Par ailleurs, il se peut que
l'activité ait répondu à une angoisse de morcellement. En
effet, Véronique PAUTREL a émis l'hypothèse que les
personnes présentant un polyhandicap «vivent sans doute des
angoisses que nous pourrions qualifier d'archaïques au sens où
elles seraient antérieures à la problématique de la perte
de l'objet.»46(*) L'angoisse de morcellement est une angoisse
archaïque d'une rupture du
moi
différencié, soit la peur de la destruction de son propre corps
ou de son propre psychisme. Les personnes sujettes aux angoisses de
morcellement ont besoin de sentir la limitation de leur corps.
C'est
pourquoi, l'histoire a pu constituer une enveloppe qui les a contenu, qui les a
transporté, qui les a «porté» vers un voyage, ainsi les
éléments sensoriels ont permis aux jeunes de sentir leurs corps.

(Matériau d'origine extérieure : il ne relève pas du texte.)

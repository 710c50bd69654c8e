//! Silo option records.
//!
//! Every section has defaults so a config file only needs to name what it
//! changes. Durations are written in milliseconds under `*_ms` keys.

use std::time::Duration;

use serde::{Deserialize, Serialize};

/// Full configuration of one silo.
#[derive(Debug, Clone, Default, PartialEq, Eq, Serialize, Deserialize)]
#[serde(default)]
pub struct SiloConfig {
    pub cluster: ClusterOptions,
    pub endpoint: EndpointOptions,
    pub membership: MembershipOptions,
    pub collection: CollectionOptions,
    pub reminders: ReminderOptions,
    pub messaging: MessagingOptions,
}

impl SiloConfig {
    /// Set the silo endpoint.
    pub fn with_endpoint(mut self, host: impl Into<String>, port: u16) -> Self {
        self.endpoint.host = host.into();
        self.endpoint.port = port;
        self
    }

    /// Set the silo's display name.
    pub fn with_name(mut self, name: impl Into<String>) -> Self {
        self.endpoint.silo_name = Some(name.into());
        self
    }

    /// Check values that would make the runtime misbehave.
    pub fn validate(&self) -> Result<(), String> {
        if self.cluster.cluster_id.trim().is_empty() {
            return Err("cluster.cluster_id must not be empty".into());
        }
        if self.cluster.service_id.trim().is_empty() {
            return Err("cluster.service_id must not be empty".into());
        }
        if self.membership.num_votes_for_death == 0 {
            return Err("membership.num_votes_for_death must be at least 1".into());
        }
        if self.membership.num_missed_probes_limit == 0 {
            return Err("membership.num_missed_probes_limit must be at least 1".into());
        }
        let periods = [
            ("membership.i_am_alive_period_ms", self.membership.i_am_alive_period),
            ("membership.probe_period_ms", self.membership.probe_period),
            ("collection.collection_quantum_ms", self.collection.collection_quantum),
            ("reminders.refresh_period_ms", self.reminders.refresh_period),
            ("messaging.response_timeout_ms", self.messaging.response_timeout),
        ];
        for (name, period) in periods {
            if period.is_zero() {
                return Err(format!("{name} must be greater than zero"));
            }
        }
        Ok(())
    }
}

/// Cluster identity.
#[derive(Debug, Clone, PartialEq, Eq, Serialize, Deserialize)]
#[serde(default)]
pub struct ClusterOptions {
    /// Silos only see peers with the same cluster id.
    pub cluster_id: String,
    /// Stable across redeployments of the same service.
    pub service_id: String,
}

impl Default for ClusterOptions {
    fn default() -> Self {
        Self {
            cluster_id: "dev".to_string(),
            service_id: "silo".to_string(),
        }
    }
}

/// Where this silo listens.
#[derive(Debug, Clone, PartialEq, Eq, Serialize, Deserialize)]
#[serde(default)]
pub struct EndpointOptions {
    pub host: String,
    pub port: u16,
    #[serde(skip_serializing_if = "Option::is_none")]
    pub silo_name: Option<String>,
}

impl Default for EndpointOptions {
    fn default() -> Self {
        Self {
            host: "127.0.0.1".to_string(),
            port: 11111,
            silo_name: None,
        }
    }
}

/// Failure detection settings.
#[derive(Debug, Clone, PartialEq, Eq, Serialize, Deserialize)]
#[serde(default)]
pub struct MembershipOptions {
    #[serde(rename = "i_am_alive_period_ms", with = "duration_ms")]
    pub i_am_alive_period: Duration,
    #[serde(rename = "probe_period_ms", with = "duration_ms")]
    pub probe_period: Duration,
    #[serde(rename = "probe_timeout_ms", with = "duration_ms")]
    pub probe_timeout: Duration,
    /// Consecutive failed probes before a peer is suspected.
    pub num_missed_probes_limit: u32,
    /// Distinct votes needed to declare a peer dead.
    pub num_votes_for_death: usize,
    /// Votes older than this are ignored. Heartbeats older than this also
    /// make a peer suspect.
    #[serde(rename = "death_vote_expiration_ms", with = "duration_ms")]
    pub death_vote_expiration: Duration,
    /// How long dead rows stay in the table.
    #[serde(rename = "defunct_silo_cleanup_ms", with = "duration_ms")]
    pub defunct_silo_cleanup: Duration,
}

impl Default for MembershipOptions {
    fn default() -> Self {
        Self {
            i_am_alive_period: Duration::from_secs(5),
            probe_period: Duration::from_secs(2),
            probe_timeout: Duration::from_secs(1),
            num_missed_probes_limit: 3,
            num_votes_for_death: 2,
            death_vote_expiration: Duration::from_secs(120),
            defunct_silo_cleanup: Duration::from_secs(3600),
        }
    }
}

/// Idle activation collection.
#[derive(Debug, Clone, PartialEq, Eq, Serialize, Deserialize)]
#[serde(default)]
pub struct CollectionOptions {
    #[serde(rename = "collection_quantum_ms", with = "duration_ms")]
    pub collection_quantum: Duration,
    #[serde(rename = "collection_age_ms", with = "duration_ms")]
    pub collection_age: Duration,
}

impl Default for CollectionOptions {
    fn default() -> Self {
        Self {
            collection_quantum: Duration::from_secs(60),
            collection_age: Duration::from_secs(15 * 60),
        }
    }
}

/// Reminder service settings.
#[derive(Debug, Clone, PartialEq, Eq, Serialize, Deserialize)]
#[serde(default)]
pub struct ReminderOptions {
    #[serde(rename = "refresh_period_ms", with = "duration_ms")]
    pub refresh_period: Duration,
    #[serde(rename = "minimum_reminder_period_ms", with = "duration_ms")]
    pub minimum_reminder_period: Duration,
}

impl Default for ReminderOptions {
    fn default() -> Self {
        Self {
            refresh_period: Duration::from_secs(30),
            minimum_reminder_period: Duration::from_secs(60),
        }
    }
}

/// Grain call settings.
#[derive(Debug, Clone, PartialEq, Eq, Serialize, Deserialize)]
#[serde(default)]
pub struct MessagingOptions {
    #[serde(rename = "response_timeout_ms", with = "duration_ms")]
    pub response_timeout: Duration,
}

impl Default for MessagingOptions {
    fn default() -> Self {
        Self {
            response_timeout: Duration::from_secs(30),
        }
    }
}

/// Serialize a `Duration` as whole milliseconds.
pub mod duration_ms {
    use std::time::Duration;

    use serde::{Deserialize, Deserializer, Serializer};

    pub fn serialize<S: Serializer>(value: &Duration, serializer: S) -> Result<S::Ok, S::Error> {
        serializer.serialize_u64(value.as_millis() as u64)
    }

    pub fn deserialize<'de, D: Deserializer<'de>>(deserializer: D) -> Result<Duration, D::Error> {
        Ok(Duration::from_millis(u64::deserialize(deserializer)?))
    }
}

#[cfg(test)]
mod tests {
    use super::*;

    #[test]
    fn partial_sections_keep_defaults() {
        let config: SiloConfig = serde_json::from_value(serde_json::json!({
            "cluster": { "cluster_id": "prod" },
            "membership": { "probe_period_ms": 250 }
        }))
        .expect("valid config");

        assert_eq!(config.cluster.cluster_id, "prod");
        assert_eq!(config.cluster.service_id, "silo");
        assert_eq!(config.membership.probe_period, Duration::from_millis(250));
        assert_eq!(config.membership.num_votes_for_death, 2);
        assert_eq!(config.messaging.response_timeout, Duration::from_secs(30));
        assert!(config.validate().is_ok());
    }

    #[test]
    fn rejects_zero_periods_and_votes() {
        let mut config = SiloConfig::default();
        config.membership.num_votes_for_death = 0;
        assert!(config.validate().is_err());

        let mut config = SiloConfig::default();
        config.reminders.refresh_period = Duration::ZERO;
        let err = config.validate().expect_err("zero refresh period");
        assert!(err.contains("refresh_period_ms"));
    }
}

Grâce aux diverses sensations, les jeunes ont pu percevoir
«l'extérieur» puisque ceux sont les
«différentes perceptions émanant de l'objet, qui
permettent à celui qui perçoit de le vivre comme extérieur
à son intériorité de sujet percevant.»47(*) Ainsi, ils ont eu conscience
de leur corps et ont pris conscience de leur existence. Il s'agit de passer
«d'une existence organique à une existence corporelle, d'une
existence qui s'ignore à une existence consciente
d'elle-même.» C'est donc en favorisant
«l'activité attentionnelle»48(*) de la personne que l'on
favorise la conscience de soi et de l'environnement. Ceci en passant par le
corps car «le corps est l'intermédiaire entre la personne et le
monde»49(*). Je
peux en conclure que l'interaction proposée qui passe par la
sensorialité permet de développer cette attention chez la
personne et de favoriser son existence consciente.
VI La suite au prochain
épisode ?
Je tiens à rappeler qu'Angel a quitté
l'établissement. Je préconise que Zadkiel continue à
participer à l'activité. Celui-ci l'apprécie et s'est
prêté au jeu. En outre, j'ai constaté une évolution
du jeune, notamment lors de la dernière séance, j'ai
remarqué qu'il émettait des vocalises plus aisément en fin
de séance et semblait moins perplexe. Je souligne donc l'importance de
la répétition de l'activité. Si l'activité perdure,
Zadkiel pourra intégrer de plus en plus d'informations à mesure
que sa compréhension de l'histoire s'acquiert. Cette
répétition «permet de retrouver des sensations
identiques, rassemblées dans la même expérience, de
retrouver des traces de déjà vécu, qui constituent autant
d'ébauches de représentation mentale et du sentiment continu
d'exister. Il s'agit d'activité à penser sur le long
terme.»50(*)
Je sollicite les professionnels de l'établissement pour
continuer à inscrire l'activité au sein de
l'établissement. Effectivement, lors de la cinquième session,
nous avons effectué une séance d'essai, ainsi deux nouveaux
enfants ont accompagné Zadkiel. Nous avons constatés que ces
dernières pourraient s'y complaire. Concernant le déroulement de
l'activité en elle-même, je préconiserais d'espacer les
séances, d'en proposer moins mais de la prolonger afin de favoriser la
séparation des stimuli. C'est-à-dire, de commencer par le
spectacle, puis d'emmener les éléments de l'histoire aux jeunes
tout en rappelant l'histoire et ses caractéristiques. Parler l'histoire
permettrait de mieux l'appréhender et de pouvoir amorcer
«l'atterrissage». Il faut néanmoins garder certains
éléments qui favorisent la compréhension de l'histoire et
la participation des jeunes ; tels que la vibration des chaises lorsqu'un des
personnages fait trembler le sol, ainsi que toutes les participations des
jeunes, à titre d'exemple lorsque les personnages s'approchent des
jeunes pour les solliciter dans des actions précises. De plus, je
préconise d'effectuer une deuxième séance, le lendemain,
si cela est possible. Cet échange serait uniquement dédié
à discuter de l'activité car comme nous l'avons vu plus haut, les
participants ne sont pas disponibles en fin de séance.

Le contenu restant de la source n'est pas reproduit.